How does it help investigations?
The proof helps to demonstrate the existence of a violation in a criminal trial and to decide who the perpetrator is. In general, the jurisprudence behind criminal law recognizes all types of evidence that they have been studied and generated by certain means and laws, as well as the published and discussed debates, under the principle of the freedom of evidence. The evidence can be established by various types, namely flagrante delicto, confession, testimony, evidence, and clues. It was not until the arrival of forensic science to the latter category of evidence occupies a leading position in a police investigation and criminal proceedings.

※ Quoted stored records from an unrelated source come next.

impl<O: Send + 'static> JobEngine<O> {
    /// Engine over the detected processor topology
    pub fn new(config: PoolConfig) -> Result<Self, EngineError> {
        Self::with_topology(config, detect_topology())
    }

    pub fn with_topology(config: PoolConfig, topology: Topology) -> Result<Self, EngineError> {
        mkjobs_core::kprint::init();
        config.validate()?;
        config.log();

        let completion = Arc::new(CompletionChannel::new()?);
        kinfo!(
            "job engine: cap {} over {} group(s)",
            config.worker_cap(),
            topology.group_count()
        );
        let pool = WorkerPool::new(&config, topology, Arc::clone(&completion));
        Ok(Self {
            pool,
            completion,
            live: HashMap::new(),
            config,
        })
    }

    /// Submit any request
    ///
    /// Fails only for kinds this engine cannot execute.
    pub fn submit(&mut self, request: JobRequest, owner: O) -> Result<JobId, JobError> {
        let id = match request {
            JobRequest::Spawn { args, env, shell } => self.enqueue(
                JobKind::SpawnProcess(SpawnJob { args, env, shell }),
                JobControl::new(),
                owner,
            ),
            JobRequest::ExternalEvent { wait_handle, ctx } => {
                let control = JobControl::external(Arc::clone(&ctx));
                self.enqueue(
                    JobKind::AwaitExternalEvent(ExternalEventJob { wait_handle, ctx }),
                    control,
                    owner,
                )
            }
            JobRequest::NativeHandle(handle) => {
                let control = JobControl::running(handle.pid());
                self.enqueue(JobKind::AwaitNativeHandle(handle), control, owner)
            }
            JobRequest::Builtin { name } => {
                kdebug!("rejecting builtin job {}", name);
                return Err(JobError::UnsupportedKind("builtin"));
            }
        };
        Ok(id)
    }

    /// Launch `args` with `env` as the whole environment (or this
    /// process's environment when `None`)
    ///
    /// Arguments and environment are copied; the caller may reuse its
    /// buffers immediately.
    pub fn submit_process(&mut self, args: &[String], env: Option<&[String]>, shell: &str, owner: O) -> JobId {
        let env = env.map(Arc::from);
        self.spawn(args, env, shell, owner)
    }

    /// Like `submit_process`, sharing one environment between many jobs
    pub fn submit_process_shared(&mut self, args: &[String], env: Arc<[String]>, shell: &str, owner: O) -> JobId {
        self.spawn(args, Some(env), shell, owner)
    }

    /// Wait on a child this process already started
    pub fn submit_native_handle(&mut self, handle: ProcessHandle, owner: O) -> JobId {
        let control = JobControl::running(handle.pid());
        self.enqueue(JobKind::AwaitNativeHandle(handle), control, owner)
    }

    /// Wait for `wait_handle` to become readable, then take the result from `ctx`
    pub fn submit_external_event(&mut self, wait_handle: RawFd, ctx: Arc<dyn ExternalJob>, owner: O) -> JobId {
        let control = JobControl::external(Arc::clone(&ctx));
        self.enqueue(
            JobKind::AwaitExternalEvent(ExternalEventJob { wait_handle, ctx }),
            control,
            owner,
        )
    }

    /// `submit_external_event` on the context's own wait handle
    pub fn submit_external(&mut self, ctx: Arc<dyn ExternalJob>, owner: O) -> JobId {
        let wait_handle = ctx.wait_handle();
        self.submit_external_event(wait_handle, ctx, owner)
    }

    fn spawn(&mut self, args: &[String], env: Option<Arc<[String]>>, shell: &str, owner: O) -> JobId {
        let kind = JobKind::SpawnProcess(SpawnJob {
            args: args.to_vec(),
            env,
            shell: shell.to_string(),
        });
        self.enqueue(kind, JobControl::new(), owner)
    }

    fn enqueue(&mut self, kind: JobKind, control: JobControl, owner: O) -> JobId {
        let control = Arc::new(control);
        let job = JobDescriptor::new(kind, Arc::clone(&control), owner);
        let id = job.id();
        self.live.insert(id, control);
        self.completion.register();
        self.pool.assign(job);
        id
    }

    /// Ask a job to stop with `signal`
    ///
    /// Not started yet: it completes as cancelled without launching.
    /// Running: the process is signalled. Finished or unknown: no effect.
    pub fn cancel(&mut self, job: JobId, signal: i32) {
        match self.live.get(&job) {
            Some(control) => {
                kdebug!("cancel {} with signal {}", job, signal);
                control.request_cancel(signal);
            }
            None => kdebug!("cancel of unknown job {}", job),
        }
    }

    /// Next finished job, most recently finished first
    ///
    /// Non-blocking returns `None` if nothing has finished. Blocking sleeps
    /// until something finishes and returns `None` only once no job is
    /// outstanding.
    pub fn try_wait(&mut self, blocking: bool) -> Option<(JobId, ExitResult, O)> {
        loop {
            if let Some(completion) = self.pop_completed() {
                return Some(completion);
            }
            if !blocking {
                return None;
            }
            if self.completion.pending() == 0 {
                // Pushes happen before the decrement, so anything that
                // finished is on the stack now
                return self.pop_completed();
            }
            if let Err(e) = self.completion.wait() {
                kerror!("waiting for completions failed: {}", e);
                return None;
            }
        }
    }

    fn pop_completed(&mut self) -> Option<(JobId, ExitResult, O)> {
        // Safety: `&mut self` makes this the only consumer
        let job = unsafe { self.completion.pop() }?;
        let (id, result, owner) = job.into_completion();
        self.live.remove(&id);
        kdebug!("job {} finished: {}", id, result);
        Some((id, result, owner))
    }

    /// Descriptor that is readable while finished jobs are queued
    ///
    /// Readiness is cleared by the `try_wait` call that finds nothing, so a
    /// caller polling this descriptor should call `try_wait(false)` until it
    /// returns `None`.
    pub fn completion_waitable(&self) -> RawFd {
        self.completion.waitable()
    }

    /// Submitted jobs that have not completed
    pub fn pending(&self) -> usize {
        self.completion.pending()
    }

    pub fn stats(&self) -> PoolStats {
        PoolStats {
            workers: self.pool.worker_count(),
            cap: self.pool.cap(),
            idle: self.pool.idle_count(),
        }
    }

    pub fn config(&self) -> &PoolConfig {
        &self.config
    }

    /// Stop idle workers; busy ones exit after their current jobs
    pub fn shutdown(&mut self) {
        self.pool.shutdown();
    }
}

impl<O: Send + 'static> Drop for JobEngine<O> {
    fn drop(&mut self) {
        self.shutdown();
    }
}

Forensic science in the index of computer processing equipment brings together professional and forensic police, the ‘Forensic Science Strategy’ policy encompasses both technological methods and techniques and scientific methods of studying, investigating, evaluating and examining evidence in criminal proceedings. This specifically applies to police context and spiralized in applying these procedures and offers permanent police assistance to investigators as prosecutors and training in the battle for offenders' identity.
How reliable is it?
It does not make sense, in the abstract, to test the performance of any forensic technique. A forensic method is only ‘reliable’ in so far as it helps in the context of a specific case to answer the specific questions asked. Asking the wrong questions leads to wrong answers even if the best authentic authorised forensic method or science used. Besides, it is perceived that some forensic techniques have less intrinsic value or even doubtful validity by some commentators. However, these approaches could provide the answer to a question of vital relevance. For instance, instead of pinpointing the perpetrator forensic evidence can at least help eliminate persons of interest.
United States of America
In the US, DNA testing, identifying tool marks, measuring bite marks, or analysing blood spatter is assumed to be reliable, consistent, and valid criminal activity measures. However, there is a growing problem relating to forensic fraud in this region. In 2015, the FBI revealed serious mistakes in criminal proceedings with decades of relying on unreliable DNA analysis in courts. There are 32 defendants sentenced to death among those convicted on fabricated evidence, 14 of whom either died in prison or have already been executed. This problem which was first posed in the early 1920s has been continuing for decades.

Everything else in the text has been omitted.